State ‘failing children in violent homes’
Some children are being assaulted during incidents of domestic violence while teenagers have spoken of years of witnessing and overhearing violence inflicted by one parent on another. In some cases, text messages were sent to children by their father saying what he was going to do to their mother at home.
Meanwhile, teenage boys are at risk of assault or homelessness as a result of a general rule which prohibits them staying in emergency refuges with their mothers and younger siblings.
The revelations are in a study seen by the Irish Examiner on the impact of domestic violence on children.
Among the findings are that child-centred services for child victims of domestic violence are minimal and difficult to access. Therapy is practically non-existent, while few families spoken to had been able to access social work services.
Outside of refuge-based childcare services, there is little to protect children and address the impacts on them of domestic violence.
The research was done for the Department of Health by Fergus Hogan and Maire O’Reilly of the Centre for Social and Family Research at WIT. They recommend greater recognition by professionals of the adversities experienced by child victims of domestic violence and more community-based child-centred supports.
From interviews with victims of domestic violence, the authors found the short-term and crisis nature of refuge services was a “key barrier” to working effectively with children.
Children, mothers and some professionals spoke out against the general rule that teenage boys may not stay with their mothers and siblings in a refuge. “There is an immediate need to open refuges to teenage boys who are at risk of violence or consequent homelessness.”
Waiting lists for therapeutic services, such as counselling, are “unacceptable”, according to the report, which will be launched today by Minister of State for Children Brendan Smith.

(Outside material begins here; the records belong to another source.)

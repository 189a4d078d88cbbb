//! Which sidebar controls render for a given viewer.

use community_types::{
    CommunityModeratorView, CommunityView, MyUserInfo, PersonView, SubscribedType,
};

use super::permissions::{am_admin, am_mod, am_top_mod, can_post};

#[derive(Debug, Clone, Copy, Default, PartialEq, Eq)]
pub struct SidebarControls {
    /// "Joined" next to the title; clicking unfollows.
    pub joined_button: bool,
    /// "Subscribe pending" next to the title; clicking cancels the follow.
    pub pending_button: bool,
    pub subscribe_button: bool,
    pub block_button: bool,
    pub create_post: bool,
    /// Rendered with `no-click` when the community is deleted or removed.
    pub create_post_disabled: bool,
    pub not_logged_in_alert: bool,
    pub edit: bool,
    pub leave_mod_team: bool,
    pub delete_restore: bool,
    pub remove_restore: bool,
    pub purge: bool,
}

impl SidebarControls {
    pub fn resolve(
        community_view: &CommunityView,
        moderators: &[CommunityModeratorView],
        admins: &[PersonView],
        me: Option<&MyUserInfo>,
        editable: bool,
    ) -> Self {
        let signed_in = me.is_some();
        let not_subscribed = community_view.subscribed == SubscribedType::NotSubscribed;
        let is_mod = editable && am_mod(moderators, me);
        let is_top_mod = is_mod && am_top_mod(moderators, me);
        let is_admin = editable && am_admin(admins, me);
        let community = &community_view.community;

        Self {
            joined_button: community_view.subscribed == SubscribedType::Subscribed,
            pending_button: community_view.subscribed == SubscribedType::Pending,
            subscribe_button: signed_in && not_subscribed,
            block_button: signed_in && not_subscribed,
            create_post: can_post(community_view, moderators, admins, me),
            create_post_disabled: community.deleted || community.removed,
            not_logged_in_alert: !signed_in,
            edit: is_mod,
            leave_mod_team: is_mod && !is_top_mod,
            delete_restore: is_top_mod,
            remove_restore: is_admin,
            purge: is_admin,
        }
    }

    pub fn any_admin_action(&self) -> bool {
        self.edit || self.remove_restore || self.purge
    }
}

#[cfg(test)]
mod tests {
    use super::*;
    use crate::test_fixtures::*;

    #[test]
    fn anonymous_visitor_sees_alert_only() {
        let controls =
            SidebarControls::resolve(&community_view(), &moderators(&[1]), &[], None, true);

        assert!(controls.not_logged_in_alert);
        assert!(!controls.subscribe_button);
        assert!(!controls.block_button);
        assert!(!controls.any_admin_action());
        assert!(controls.create_post);
    }

    #[test]
    fn subscribe_and_block_hidden_once_subscribed() {
        let mut view = community_view();
        let me = user(4);

        let controls = SidebarControls::resolve(&view, &[], &[], Some(&me), true);
        assert!(controls.subscribe_button);
        assert!(controls.block_button);
        assert!(!controls.joined_button);

        view.subscribed = SubscribedType::Subscribed;
        let controls = SidebarControls::resolve(&view, &[], &[], Some(&me), true);
        assert!(!controls.subscribe_button);
        assert!(!controls.block_button);
        assert!(controls.joined_button);

        view.subscribed = SubscribedType::Pending;
        let controls = SidebarControls::resolve(&view, &[], &[], Some(&me), true);
        assert!(!controls.subscribe_button);
        assert!(!controls.block_button);
        assert!(controls.pending_button);
    }

    #[test]
    fn top_mod_can_delete_but_not_leave() {
        let controls = SidebarControls::resolve(
            &community_view(),
            &moderators(&[1, 2]),
            &[],
            Some(&user(1)),
            true,
        );

        assert!(controls.edit);
        assert!(controls.delete_restore);
        assert!(!controls.leave_mod_team);
        assert!(!controls.remove_restore);
        assert!(!controls.purge);
    }

    #[test]
    fn other_mod_can_leave_but_not_delete() {
        let controls = SidebarControls::resolve(
            &community_view(),
            &moderators(&[1, 2]),
            &[],
            Some(&user(2)),
            true,
        );

        assert!(controls.edit);
        assert!(controls.leave_mod_team);
        assert!(!controls.delete_restore);
    }

    #[test]
    fn admin_gets_remove_and_purge() {
        let controls = SidebarControls::resolve(
            &community_view(),
            &moderators(&[1]),
            &admins(&[9]),
            Some(&user(9)),
            true,
        );

        assert!(controls.remove_restore);
        assert!(controls.purge);
        assert!(!controls.edit);
        assert!(!controls.delete_restore);
    }

    #[test]
    fn non_editable_sidebar_hides_admin_row() {
        let controls = SidebarControls::resolve(
            &community_view(),
            &moderators(&[1]),
            &admins(&[1]),
            Some(&user(1)),
            false,
        );

        assert!(!controls.any_admin_action());
        assert!(!controls.delete_restore);
        assert!(!controls.leave_mod_team);
    }

    #[test]
    fn create_post_disabled_for_removed_community() {
        let mut view = community_view();
        view.community.removed = true;
        let controls = SidebarControls::resolve(&view, &[], &[], Some(&user(3)), true);

        assert!(controls.create_post);
        assert!(controls.create_post_disabled);
    }
}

A study in 2005 found one in seven Irish women and one in 16 Irish men have experienced severe abuse.
“I’d wake up in the middle of the night and he’d be roaring and screaming. She’d be banging across the floor and after a time I’d hear a thump, knowing well that’s Mammy downstairs, getting bet [beaten] up, and that’s what hurt me most.” — Denise, 17.
“Sometimes, like, I feel like it’s my fault, like why did I never stop it. Like why did I never go down and. . . It’s horrible like. It’s just, what if I went down. . . I still remember like, I couldn’t go downstairs. Like what if he did it to me or something. . .”— Jennifer, 16.
“She’d hit him around the house and he would never hit her back. Well, like, she couldn’t hurt him. . . she was too small, she was anorexic, but there was a lot of mental stuff. All kinds of name-calling: ‘you’re fat’, ‘whoremaster’ and this kind of thing. . . nasty stuff. And she’d hit us like. She gave my sister an awful time. She gave her a worse time than myself.” — Alex, 17.